EXTRACTED ENTRIES: Begin

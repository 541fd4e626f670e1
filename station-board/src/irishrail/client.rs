//! Realtime HTTP client.
//!
//! One request per lookup: fetch a station's board, decode it, hand back
//! validated domain records. No caching, no retries - a failed fetch is the
//! caller's problem.

use tracing::debug;

use crate::domain::{StationName, TrainRecord};

use super::convert::convert_station_data;
use super::error::ApiError;
use super::types::StationDataResponse;

/// Default base URL for the realtime API.
const DEFAULT_BASE_URL: &str = "https://realtime.irishrail.ie/api";

/// Configuration for the realtime client.
#[derive(Debug, Clone)]
pub struct StationClientConfig {
    /// Base URL for the API (defaults to production)
    pub base_url: String,
    /// Request timeout in seconds
    pub timeout_secs: u64,
}

impl StationClientConfig {
    /// Create a config with production defaults.
    pub fn new() -> Self {
        Self {
            base_url: DEFAULT_BASE_URL.to_string(),
            timeout_secs: 30,
        }
    }

    /// Set a custom base URL (for testing).
    pub fn with_base_url(mut self, url: impl Into<String>) -> Self {
        self.base_url = url.into();
        self
    }

    /// Set request timeout.
    pub fn with_timeout(mut self, secs: u64) -> Self {
        self.timeout_secs = secs;
        self
    }
}

impl Default for StationClientConfig {
    fn default() -> Self {
        Self::new()
    }
}

/// Client for the realtime station data API.
#[derive(Debug, Clone)]
pub struct StationClient {
    http: reqwest::Client,
    base_url: String,
}

impl StationClient {
    /// Create a new realtime client.
    pub fn new(config: StationClientConfig) -> Result<Self, ApiError> {
        let http = reqwest::Client::builder()
            .timeout(std::time::Duration::from_secs(config.timeout_secs))
            .build()?;

        Ok(Self {
            http,
            base_url: config.base_url,
        })
    }

    /// Fetch the live board for a station.
    ///
    /// Returns the station's upcoming trains in feed order (soonest first).
    /// The list includes trains terminating at the station; filtering those
    /// is the board logic's job, not the client's.
    pub async fn fetch_station(
        &self,
        station: &StationName,
    ) -> Result<Vec<TrainRecord>, ApiError> {
        let url = format!("{}/stationData", self.base_url);

        debug!(station = station.as_str(), "fetching station board");

        let response = self
            .http
            .get(&url)
            .query(&[("station", station.as_str())])
            .send()
            .await?;

        let status = response.status();

        if status == reqwest::StatusCode::NOT_FOUND {
            return Err(ApiError::UnknownStation(station.as_str().to_string()));
        }

        if !status.is_success() {
            let body = response.text().await.unwrap_or_default();
            return Err(ApiError::Api {
                status: status.as_u16(),
                message: body,
            });
        }

        let body = response.text().await?;

        let data: StationDataResponse =
            serde_json::from_str(&body).map_err(|e| ApiError::Json {
                message: e.to_string(),
                body: Some(body.chars().take(500).collect()),
            })?;

        let trains = convert_station_data(&data)?;

        debug!(
            station = station.as_str(),
            trains = trains.len(),
            "decoded station board"
        );

        Ok(trains)
    }
}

EXTRACTED ENTRIES: End

» **PROBLEM DESCRIPTION**
Show all of the lines above in which "body" is present.

» **RESULT FOR THIS EXERCISE**
            let body = response.text().await.unwrap_or_default();
                message: body,
        let body = response.text().await?;
            serde_json::from_str(&body).map_err(|e| ApiError::Json {
                body: Some(body.chars().take(500).collect()),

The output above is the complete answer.